Common Challenges in Supplier Collaboration
Obstacles and challenges manufacturers face in supplier collaboration range from issues on the suppliers’ side to concerns manufacturers themselves need to address:
- Supplier technology limitations: 32% of respondents to a recent State of the Supply Side Survey said they spent more than 25 hours a week on buyer communications, RFPs, and RFIs. Your procurement team can respond by prioritizing efficient supplier collaboration combined with SRM to facilitate easier and more consistent engagement.
- Data management issues: Recent legislation and consumer pressure require you to maintain comprehensive information about your entire supply chain. Centralizing data from internal and third-party sources increases transparency and can even reduce operating costs
- Supplier communication breakdowns: In volatile operating environments, suppliers are tested. Performance and stability can waver. SRM and supplier performance management (SPM) on a cloud-based platform allows smoother communication and visibility for all parties.
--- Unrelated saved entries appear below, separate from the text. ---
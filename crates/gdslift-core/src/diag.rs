use serde::{Deserialize, Serialize};

/// Accumulated per-run statistics and messages.
///
/// Recoverable problems - an unknown record, a degenerate polygon, a path
/// that would not convert - are counted here and processing continues;
/// they are never surfaced as errors. Returned alongside results so hosts
/// can report what was skipped.
#[derive(Debug, Clone, Default, PartialEq, Serialize, Deserialize)]
pub struct Diagnostics {
    /// Records with an unrecognized type code, skipped by declared length.
    pub unknown_records: usize,
    /// Elements dropped before extraction (unmapped or disabled layer,
    /// window prefilter, unsupported kind).
    pub skipped_elements: usize,
    /// Polygons discarded for having fewer than 3 vertices after cleanup.
    pub degenerate_polygons: usize,
    /// Path elements that could not be converted to an outline.
    pub failed_path_conversions: usize,
    /// Polygons removed entirely by the exact clip.
    pub clipped_out: usize,
    /// Human-readable notes, at most one per skipped item.
    pub messages: Vec<String>,
}

impl Diagnostics {
    pub fn new() -> Self {
        Self::default()
    }

    pub fn note(&mut self, message: impl Into<String>) {
        self.messages.push(message.into());
    }

    /// Fold another diagnostics block into this one.
    pub fn merge(&mut self, other: Diagnostics) {
        self.unknown_records += other.unknown_records;
        self.skipped_elements += other.skipped_elements;
        self.degenerate_polygons += other.degenerate_polygons;
        self.failed_path_conversions += other.failed_path_conversions;
        self.clipped_out += other.clipped_out;
        self.messages.extend(other.messages);
    }

    pub fn is_clean(&self) -> bool {
        self.unknown_records == 0
            && self.skipped_elements == 0
            && self.degenerate_polygons == 0
            && self.failed_path_conversions == 0
            && self.clipped_out == 0
    }
}

#[cfg(test)]
mod tests {
    use super::*;

    #[test]
    fn test_merge_accumulates() {
        let mut a = Diagnostics::new();
        a.unknown_records = 2;
        a.note("skipped record 0x2602");

        let mut b = Diagnostics::new();
        b.unknown_records = 1;
        b.degenerate_polygons = 3;

        a.merge(b);
        assert_eq!(a.unknown_records, 3);
        assert_eq!(a.degenerate_polygons, 3);
        assert_eq!(a.messages.len(), 1);
        assert!(!a.is_clean());
    }
}
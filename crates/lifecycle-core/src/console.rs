use crate::error::Result;

/// User-facing side of a run: progress lines, captured output and the
/// confirmation prompt. The CLI prints to the terminal; tests record.
pub trait Console {
    /// An informational line (command echo, initialization banner).
    fn info(&mut self, message: &str);

    /// Output captured from a child process, passed through unchanged.
    fn output(&mut self, text: &str);

    /// A non-fatal problem, e.g. a component without the requested command.
    fn warn(&mut self, message: &str);

    /// Ask the user to confirm. `Ok(false)` means declined.
    fn confirm(&mut self, question: &str) -> Result<bool>;
}
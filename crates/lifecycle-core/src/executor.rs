use crate::console::Console;
use crate::error::Result;
use crate::registry::Component;
use crate::shell::{Invocation, Shell};

#[derive(Debug, Clone, Copy, Default, PartialEq, Eq)]
pub struct ExecOptions {
    /// Echo each expanded command before running it.
    pub verbose: bool,
    /// Build and echo commands, never execute them.
    pub dry_run: bool,
    /// Ask for confirmation before each command.
    pub prompt: bool,
}

#[derive(Debug, Clone, PartialEq, Eq)]
pub enum ExecOutcome {
    DryRun,
    Declined,
    /// The command ran. Its exit code is informational only.
    Completed { code: Option<i32> },
}

/// Append `args` to `command`, each separated by a single space.
pub fn append_args<S: AsRef<str>>(command: &str, args: &[S]) -> String {
    let mut out = command.to_string();
    for arg in args {
        out.push(' ');
        out.push_str(arg.as_ref());
    }
    out
}

/// Run the fully expanded `command` in `component`'s directory.
///
/// A non-zero exit is logged and reported in the outcome but is not an error.
pub fn execute(
    component: &Component,
    command: &str,
    options: &ExecOptions,
    shell: &mut dyn Shell,
    console: &mut dyn Console,
) -> Result<ExecOutcome> {
    let invocation = Invocation::new(component, command);
    if options.dry_run {
        return Ok(ExecOutcome::DryRun);
    }

    if options.prompt {
        let question = format!(
            "Confirm to run the following command: {}",
            invocation.script()
        );
        if !console.confirm(&question)? {
            tracing::info!(component = %component.name, "declined by user");
            return Ok(ExecOutcome::Declined);
        }
    }

    let code = shell.run(&invocation)?;
    if code != Some(0) {
        tracing::warn!(
            component = %component.name,
            code = ?code,
            "command exited unsuccessfully"
        );
    }
    Ok(ExecOutcome::Completed { code })
}
pub mod list;
pub mod run;

use lifecycle_core::store::Store;
use lifecycle_core::LifecycleError;

/// Attach a hint to errors the user can fix by pointing at the right project.
pub(crate) fn explain(err: LifecycleError, store: &Store) -> anyhow::Error {
    match err {
        LifecycleError::NotFound(ref path) if path == store.registry_path() => anyhow::anyhow!(
            "{err}\nRun from a directory containing components.json, or pass --root / set LIFECYCLE_ROOT"
        ),
        other => other.into(),
    }
}
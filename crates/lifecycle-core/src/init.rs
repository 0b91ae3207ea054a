//! Lazy, run-once component initialization.
//!
//! A component's `initialize` command runs the first time the component is
//! selected for a real (non dry-run) command. Success is recorded in the lock
//! file so later invocations skip it; failure records nothing, so the next
//! invocation retries from scratch.

use crate::console::Console;
use crate::error::Result;
use crate::lock::LockState;
use crate::registry::{Component, INITIALIZE_COMMAND};
use crate::shell::{Invocation, Shell};
use crate::store::Store;
use crate::template::{self, TemplateVars};

#[derive(Debug, Clone, Copy, PartialEq, Eq)]
pub enum InitState {
    NeverInitialized,
    Initialized,
}

/// How a run treats initialization. The CLI flags `-i` and `-s` select
/// `Force` and `Skip`.
#[derive(Debug, Clone, Copy, Default, PartialEq, Eq)]
pub enum InitPolicy {
    /// Initialize components not yet recorded in the lock file.
    #[default]
    Auto,
    /// Re-run `initialize` even for recorded components.
    Force,
    /// Never run `initialize`.
    Skip,
}

#[derive(Debug, Clone, PartialEq, Eq)]
pub enum InitOutcome {
    Skipped,
    /// The component has no `initialize` command.
    NotRequired,
    AlreadyInitialized,
    Initialized,
    Failed { code: Option<i32>, stderr: String },
}

impl InitOutcome {
    pub fn is_success(&self) -> bool {
        !matches!(self, InitOutcome::Failed { .. })
    }
}

pub struct InitTracker<'s> {
    store: &'s Store,
    lock: LockState,
}

impl<'s> InitTracker<'s> {
    pub fn load(store: &'s Store) -> Result<Self> {
        let lock = store.load_lock()?;
        Ok(Self { store, lock })
    }

    pub fn state(&self, component: &Component) -> InitState {
        if self.lock.is_initialized(&component.name) {
            InitState::Initialized
        } else {
            InitState::NeverInitialized
        }
    }

    pub fn needs_initialization(&self, component: &Component, force: bool) -> bool {
        force || self.state(component) == InitState::NeverInitialized
    }

    /// Run `component`'s `initialize` command unless `skip` is set or the
    /// component has none. On success the name is added to the lock file.
    pub fn ensure_initialized(
        &mut self,
        component: &Component,
        vars: &TemplateVars,
        skip: bool,
        shell: &mut dyn Shell,
        console: &mut dyn Console,
    ) -> Result<InitOutcome> {
        if skip {
            return Ok(InitOutcome::Skipped);
        }
        let Some(init) = component.init_command() else {
            return Ok(InitOutcome::NotRequired);
        };

        template::warn_on_command_cycle(component, INITIALIZE_COMMAND);
        let command = template::expand(init, component, vars);
        console.info(&format!(
            "Initializing component '{}'. Running command: {}",
            component.name, command
        ));

        let captured = shell.capture(&Invocation::new(component, command))?;
        if !captured.stdout.is_empty() {
            console.output(&captured.stdout);
        }

        if !captured.success() {
            tracing::warn!(
                component = %component.name,
                code = ?captured.code,
                "initialization failed"
            );
            return Ok(InitOutcome::Failed {
                code: captured.code,
                stderr: captured.stderr,
            });
        }

        // Read-modify-write so the file, not our snapshot, is the base.
        let mut lock = self.store.load_lock()?;
        lock.record(component.name.clone());
        self.store.save_lock(&lock)?;
        self.lock = lock;

        Ok(InitOutcome::Initialized)
    }

    /// Apply `policy`: skip, leave recorded components alone, or initialize.
    pub fn prepare(
        &mut self,
        component: &Component,
        vars: &TemplateVars,
        policy: InitPolicy,
        shell: &mut dyn Shell,
        console: &mut dyn Console,
    ) -> Result<InitOutcome> {
        match policy {
            InitPolicy::Skip => self.ensure_initialized(component, vars, true, shell, console),
            InitPolicy::Auto if !self.needs_initialization(component, false) => {
                Ok(InitOutcome::AlreadyInitialized)
            }
            InitPolicy::Auto | InitPolicy::Force => {
                self.ensure_initialized(component, vars, false, shell, console)
            }
        }
    }
}

// ---------------------------------------------------------------------------
// Tests
// ---------------------------------------------------------------------------

#[cfg(test)]
mod tests {
    use super::*;
    use crate::shell::Captured;
    use crate::testing::{FakeShell, RecordingConsole};
    use tempfile::TempDir;

    fn api() -> Component {
        Component::new("api", "./api")
            .with_command("start", "node server.js")
            .with_command("initialize", "npm install --prefix {{ self.rootDir }} {{ flags }}")
    }

    fn vars() -> TemplateVars {
        [("flags".to_string(), "--silent".to_string())].into_iter().collect()
    }

    #[test]
    fn skip_has_no_side_effects() {
        let dir = TempDir::new().unwrap();
        let store = Store::at_root(dir.path());
        let mut tracker = InitTracker::load(&store).unwrap();
        let mut shell = FakeShell::default();
        let mut console = RecordingConsole::default();

        let outcome = tracker
            .ensure_initialized(&api(), &vars(), true, &mut shell, &mut console)
            .unwrap();
        assert_eq!(outcome, InitOutcome::Skipped);
        assert_eq!(shell.spawned(), 0);
        assert!(!store.lock_path().exists());
    }

    #[test]
    fn component_without_init_command_is_vacuously_initialized() {
        let dir = TempDir::new().unwrap();
        let store = Store::at_root(dir.path());
        let mut tracker = InitTracker::load(&store).unwrap();
        let mut shell = FakeShell::default();
        let mut console = RecordingConsole::default();
        let docs = Component::new("docs", "docs").with_command("build", "mkdocs build");

        for policy in [InitPolicy::Auto, InitPolicy::Force] {
            let outcome = tracker
                .prepare(&docs, &vars(), policy, &mut shell, &mut console)
                .unwrap();
            assert_eq!(outcome, InitOutcome::NotRequired);
            assert!(outcome.is_success());
        }
        assert_eq!(shell.spawned(), 0);
        assert!(!store.lock_path().exists());
        assert_eq!(tracker.state(&docs), InitState::NeverInitialized);
    }

    #[test]
    fn success_records_component_and_prints_stdout() {
        let dir = TempDir::new().unwrap();
        let store = Store::at_root(dir.path());
        let mut tracker = InitTracker::load(&store).unwrap();
        let mut shell = FakeShell::default().with_capture(
            "npm install --prefix ./api --silent",
            Captured {
                code: Some(0),
                stdout: "added 12 packages\n".to_string(),
                stderr: String::new(),
            },
        );
        let mut console = RecordingConsole::default();

        let outcome = tracker
            .ensure_initialized(&api(), &vars(), false, &mut shell, &mut console)
            .unwrap();
        assert_eq!(outcome, InitOutcome::Initialized);
        assert_eq!(shell.captures[0].root_dir, "./api");
        assert_eq!(shell.captures[0].command, "npm install --prefix ./api --silent");
        assert_eq!(console.outputs, vec!["added 12 packages\n"]);
        assert!(console.infos[0].contains("Initializing component 'api'"));

        assert_eq!(tracker.state(&api()), InitState::Initialized);
        assert!(store.load_lock().unwrap().is_initialized("api"));
    }

    #[test]
    fn failure_leaves_lock_untouched() {
        let dir = TempDir::new().unwrap();
        let store = Store::at_root(dir.path());
        let mut tracker = InitTracker::load(&store).unwrap();
        let mut shell = FakeShell::default().with_capture(
            "npm install --prefix ./api --silent",
            Captured {
                code: Some(1),
                stdout: String::new(),
                stderr: "ENOENT package.json\n".to_string(),
            },
        );
        let mut console = RecordingConsole::default();

        let outcome = tracker
            .ensure_initialized(&api(), &vars(), false, &mut shell, &mut console)
            .unwrap();
        assert_eq!(
            outcome,
            InitOutcome::Failed {
                code: Some(1),
                stderr: "ENOENT package.json\n".to_string()
            }
        );
        assert!(!outcome.is_success());
        assert!(console.outputs.is_empty());
        assert!(!store.lock_path().exists());
        assert_eq!(tracker.state(&api()), InitState::NeverInitialized);
    }

    #[test]
    fn repeated_forced_runs_record_name_once() {
        let dir = TempDir::new().unwrap();
        let store = Store::at_root(dir.path());
        let mut tracker = InitTracker::load(&store).unwrap();
        let mut shell = FakeShell::default();
        let mut console = RecordingConsole::default();

        for _ in 0..3 {
            let outcome = tracker
                .prepare(&api(), &vars(), InitPolicy::Force, &mut shell, &mut console)
                .unwrap();
            assert_eq!(outcome, InitOutcome::Initialized);
        }
        assert_eq!(shell.captures.len(), 3);

        let raw: serde_json::Value =
            serde_json::from_str(&std::fs::read_to_string(store.lock_path()).unwrap()).unwrap();
        assert_eq!(raw, serde_json::json!({ "initialized": ["api"] }));
    }

    #[test]
    fn auto_policy_runs_once_across_trackers() {
        let dir = TempDir::new().unwrap();
        let store = Store::at_root(dir.path());
        let mut shell = FakeShell::default();
        let mut console = RecordingConsole::default();

        let mut first = InitTracker::load(&store).unwrap();
        let outcome = first
            .prepare(&api(), &vars(), InitPolicy::Auto, &mut shell, &mut console)
            .unwrap();
        assert_eq!(outcome, InitOutcome::Initialized);

        let mut second = InitTracker::load(&store).unwrap();
        let outcome = second
            .prepare(&api(), &vars(), InitPolicy::Auto, &mut shell, &mut console)
            .unwrap();
        assert_eq!(outcome, InitOutcome::AlreadyInitialized);
        assert_eq!(shell.captures.len(), 1);
    }

    #[test]
    fn skip_policy_ignores_uninitialized_components() {
        let dir = TempDir::new().unwrap();
        let store = Store::at_root(dir.path());
        let mut tracker = InitTracker::load(&store).unwrap();
        let mut shell = FakeShell::default();
        let mut console = RecordingConsole::default();

        let outcome = tracker
            .prepare(&api(), &vars(), InitPolicy::Skip, &mut shell, &mut console)
            .unwrap();
        assert_eq!(outcome, InitOutcome::Skipped);
        assert_eq!(shell.spawned(), 0);
    }

    #[test]
    fn self_referencing_init_command_expands_once() {
        let dir = TempDir::new().unwrap();
        let store = Store::at_root(dir.path());
        let mut tracker = InitTracker::load(&store).unwrap();
        let mut shell = FakeShell::default();
        let mut console = RecordingConsole::default();
        let looping = Component::new("api", "api")
            .with_command("initialize", "make deps {{ self.commands.initialize }}");

        let outcome = tracker
            .ensure_initialized(&looping, &vars(), false, &mut shell, &mut console)
            .unwrap();
        assert_eq!(outcome, InitOutcome::Initialized);
        assert_eq!(
            shell.captures[0].command,
            "make deps make deps {{ self.commands.initialize }}"
        );
    }

    #[test]
    fn success_keeps_names_recorded_by_others() {
        let dir = TempDir::new().unwrap();
        let store = Store::at_root(dir.path());
        let mut tracker = InitTracker::load(&store).unwrap();

        let mut other = LockState::default();
        other.record("web");
        store.save_lock(&other).unwrap();

        let mut shell = FakeShell::default();
        let mut console = RecordingConsole::default();
        tracker
            .ensure_initialized(&api(), &vars(), false, &mut shell, &mut console)
            .unwrap();

        let lock = store.load_lock().unwrap();
        assert!(lock.is_initialized("web"));
        assert!(lock.is_initialized("api"));
    }
}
- Industry-related concerns: As seen in the following examples, additional supplier collaboration challenges may emerge depending on your industry:
- Automotive: To avoid recalls, a greater focus on quality and strategic supplier relationships is required as opposed to price and cost efficiency.
- Banking: Typically, a bank’s suppliers are also its customers. Potential conflicts of interest abound for individual employees, departments, and the bank.
- Clothing and fashion: Shorter collection lifecycles call for rapid product development. Some of the risks in this industry include volatility in commodity markets, geopolitical unrest, the need to adhere to ethical standards, and reputational damage.
- Construction: Multi-tier supplier certificates must be managed effectively, and integration with sales and calculation tools can be very advantageous.
- Food and beverage: This sector is subject to many regulations as well as unpredictable weather changes that impact inventory levels due to crop growth and harvesting cycles.
- Public sector: In some countries, supplier identity, diversity definitions, tracking, reporting, and regional nuances can be critical for supplier management professionals.
Leveraging Technology for Enhanced Collaboration
Elevating manufacturing performance through supplier collaboration is best accomplished with leading-edge technology, which in turn can help you address a number of related business issues.
A fully digitalized source-to-pay (S2P) process, optimized by Artificial Intelligence (AI), with a centralized platform and single source of truth enables integration, streamlining operations. For this reason, a modern, holistic supplier collaboration solution should not be a standalone system, and the data should not be siloed. Integration with sourcing, eProcurement, payments, contracts, category management, and other S2P functions—as well as ERP accounting systems—is essential. These functions are supported by access to critical supplier information across the S2P cycle:
- Supplier profiles
- Performance data
- Risk factors
- Transactions
When selecting a S2P platform to enhance your supplier collaboration strategy, ensure it includes a network to connect manufacturers and suppliers with integrated cloud-based solutions. A fee-free network empowers you to start partner relationships cost-effectively by using the network to onboard new suppliers.
Ideally, an experienced supplier enablement team will handle supplier setup to get the connecting technologies in place. When suppliers complete their own registrations and maintain their own pricing, catalogs, and availability, it frees up time for procurement professionals. Collaborative tools and supplier management capabilities drive additional value by improving decision-making, helping your team form deeper business relationships with suppliers, and reducing support calls.
Technology that facilitates advanced supplier collaboration and cooperation leads to greater stability, openness, transparency, and efficiency in supplier relationships.